Slow Cooker Three-Bean Chili (GF, V)
This gluten-free and vegan three-bean chili is incredibly easy and heartwarming. It's pretty much a classic recipe but with one secret ingredient you are going to love!
Prep Time10 minutes mins
Cook Time2 hours hrs
Course: Salads & Sides, Soups
Keyword: Gluten-free, Soups and stews, Vegan
Diet: GlutenFreeDiet
Skill: beginner
Servings: 6
Calories: 435kcal
- 4 tbsp butter or oil
- 1 medium yellow onion, chopped
- 4 cloves garlic, minced
- 1 tbsp chili powder
- 2 tbsp cumin
- 14.5 oz fire roasted diced tomatoes
- 15 oz black beans, drained and rinsed
- 15 oz kidney beans, drained and rinsed
- 15 oz cannellini beans, drained and rinsed
- .5 jar of Trader Joe’s Corn and Chile Tomato-less Salsa
- 13 oz tomato sauce
- 2 tbsp tomato paste
- .5 cups water
- 1 tsp salt
- Juice of 1-2 limes
In a large saucepan, melt butter over medium heat and caramelize onions by constantly mixing until browned and soft, about 6 minutes. Don’t be afraid to get some color on the onions and the bottom of the pan.
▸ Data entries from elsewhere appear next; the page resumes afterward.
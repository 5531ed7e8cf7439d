//! Per-country project counts
//!
//! Groups the normalized roster by ISO-3 code and attaches each code's
//! priority tier. Rows without a code are not counted.

use polars::prelude::*;
use tracing::debug;

use crate::plot::PriorityTier;
use crate::reader::{CountryReference, NormalizedProjects, COUNTRY_CODE};
use crate::{HeatmapError, Result};

const COUNT: &str = "count";

/// Number of projects in one country
#[derive(Debug, Clone, PartialEq, Eq)]
pub struct CountryCount {
    pub code: String,
    pub count: u64,
    pub tier: PriorityTier,
}

/// Counts ordered by code, plus the shared color-scale ceiling
#[derive(Debug, Clone, PartialEq, Eq, Default)]
pub struct Aggregation {
    pub counts: Vec<CountryCount>,
    /// Largest count over all countries, 0 when there are none
    pub global_max: u64,
}

impl Aggregation {
    /// Counts belonging to one tier, in code order
    pub fn tier(&self, tier: PriorityTier) -> impl Iterator<Item = &CountryCount> {
        self.counts.iter().filter(move |c| c.tier == tier)
    }

    /// Number of distinct countries with at least one project
    pub fn len(&self) -> usize {
        self.counts.len()
    }

    pub fn is_empty(&self) -> bool {
        self.counts.is_empty()
    }

    pub fn get(&self, code: &str) -> Option<&CountryCount> {
        self.counts.iter().find(|c| c.code == code)
    }
}

/// Count projects per code
pub fn aggregate(projects: &NormalizedProjects, reference: &CountryReference) -> Result<Aggregation> {
    let grouped = projects
        .frame()
        .clone()
        .lazy()
        .filter(col(COUNTRY_CODE).is_not_null())
        .group_by_stable([col(COUNTRY_CODE)])
        .agg([len().alias(COUNT)])
        .sort([COUNTRY_CODE], SortMultipleOptions::default())
        .collect()?;

    let codes = grouped.column(COUNTRY_CODE)?.cast(&DataType::String)?;
    let totals = grouped.column(COUNT)?.cast(&DataType::UInt64)?;

    let mut counts = Vec::with_capacity(grouped.height());
    for (code, count) in codes.str()?.into_iter().zip(totals.u64()?.into_iter()) {
        let (Some(code), Some(count)) = (code, count) else {
            continue;
        };
        let tier = reference.priority_for(code).ok_or_else(|| {
            HeatmapError::InternalError(format!("code '{}' has no priority in the reference", code))
        })?;
        counts.push(CountryCount {
            code: code.to_string(),
            count,
            tier,
        });
    }

    let global_max = counts.iter().map(|c| c.count).max().unwrap_or(0);
    debug!(countries = counts.len(), global_max, "Aggregated project counts");

    Ok(Aggregation { counts, global_max })
}

#[cfg(test)]
mod tests {
    use super::*;
    use crate::config::ProjectColumns;
    use proptest::prelude::*;

    fn reference() -> CountryReference {
        CountryReference::from_entries([
            ("Kenya", "KEN", PriorityTier::Priority1),
            ("Nigeria", "NGA", PriorityTier::NonPriority),
            ("Ghana", "GHA", PriorityTier::Priority2),
            ("Ethiopia", "ETH", PriorityTier::Priority1),
        ])
        .unwrap()
    }

    fn run(countries: &[&str], levels: &[Option<&str>]) -> Aggregation {
        let df = df! {
            "Country" => countries,
            "Level of engagement" => levels,
        }
        .unwrap();
        let reference = reference();
        let projects =
            NormalizedProjects::normalize(df, &reference, &ProjectColumns::default(), "test")
                .unwrap();
        aggregate(&projects, &reference).unwrap()
    }

    #[test]
    fn test_kenya_nigeria_scenario() {
        let agg = run(
            &["Kenya", "Kenya", "Kenya", "Nigeria", "Nigeria"],
            &[
                Some("High"),
                Some("High"),
                Some("High"),
                Some("None"),
                Some("Medium"),
            ],
        );

        assert_eq!(
            agg.counts,
            vec![
                CountryCount {
                    code: "KEN".to_string(),
                    count: 3,
                    tier: PriorityTier::Priority1,
                },
                CountryCount {
                    code: "NGA".to_string(),
                    count: 1,
                    tier: PriorityTier::NonPriority,
                },
            ]
        );
        assert_eq!(agg.global_max, 3);
    }

    #[test]
    fn test_unmapped_country_not_counted() {
        let agg = run(&["Atlantis", "Ghana"], &[Some("High"), Some("Low")]);
        assert_eq!(agg.len(), 1);
        assert!(agg.get("GHA").is_some());
        assert_eq!(agg.counts.iter().map(|c| c.count).sum::<u64>(), 1);
    }

    #[test]
    fn test_empty_roster() {
        let agg = run(&[], &[]);
        assert!(agg.is_empty());
        assert_eq!(agg.global_max, 0);
    }

    #[test]
    fn test_codes_ascending_without_zero_fill() {
        let agg = run(
            &["Nigeria", "Ethiopia", "Ghana", "Ethiopia"],
            &[Some("Low"), Some("High"), None, Some("Low")],
        );
        let codes: Vec<&str> = agg.counts.iter().map(|c| c.code.as_str()).collect();
        assert_eq!(codes, vec!["ETH", "GHA", "NGA"]);
        assert!(agg.get("KEN").is_none());
        assert_eq!(agg.get("ETH").unwrap().count, 2);
    }

    #[test]
    fn test_tier_filter() {
        let agg = run(
            &["Kenya", "Ethiopia", "Nigeria"],
            &[Some("High"), Some("High"), Some("Low")],
        );
        let p1: Vec<&str> = agg
            .tier(PriorityTier::Priority1)
            .map(|c| c.code.as_str())
            .collect();
        assert_eq!(p1, vec!["ETH", "KEN"]);
        assert_eq!(agg.tier(PriorityTier::Priority2).count(), 0);
    }

    fn roster() -> impl Strategy<Value = Vec<(&'static str, Option<&'static str>)>> {
        let country = prop::sample::select(vec!["Kenya", "Nigeria", "Ghana", "Ethiopia", "Atlantis"]);
        let level = prop::sample::select(vec![
            Some("High"),
            Some("Medium"),
            Some("None"),
            None,
        ]);
        prop::collection::vec((country, level), 0..40)
    }

    proptest! {
        #[test]
        fn prop_tiers_partition_counts(rows in roster()) {
            let (countries, levels): (Vec<_>, Vec<_>) = rows.into_iter().unzip();
            let agg = run(&countries, &levels);

            let per_tier: usize = PriorityTier::ALL.iter().map(|t| agg.tier(*t).count()).sum();
            prop_assert_eq!(per_tier, agg.len());

            let expected: usize = countries
                .iter()
                .zip(&levels)
                .filter(|(c, l)| **c != "Atlantis" && **l != Some("None"))
                .count();
            prop_assert_eq!(agg.counts.iter().map(|c| c.count as usize).sum::<usize>(), expected);

            let max = agg.counts.iter().map(|c| c.count).max().unwrap_or(0);
            prop_assert_eq!(max, agg.global_max);
        }

        #[test]
        fn prop_aggregation_is_idempotent(rows in roster()) {
            let (countries, levels): (Vec<_>, Vec<_>) = rows.into_iter().unzip();
            prop_assert_eq!(run(&countries, &levels), run(&countries, &levels));
        }
    }
}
Turn heat down and add garlic, stirring for 1 minute. Add chili powder and cumin and continue to stir for another minute.
Add diced tomatoes, beans, corn salsa, tomato sauce, tomato paste, water, and salt. Mix to incorporate, and let cook for another minute before pouring into the crock pot.
Slow cook the chili in a 5 qt. crockpot on high for 2-6 hours. Taste and add lime, starting 1 half at a time until desired taste is reached.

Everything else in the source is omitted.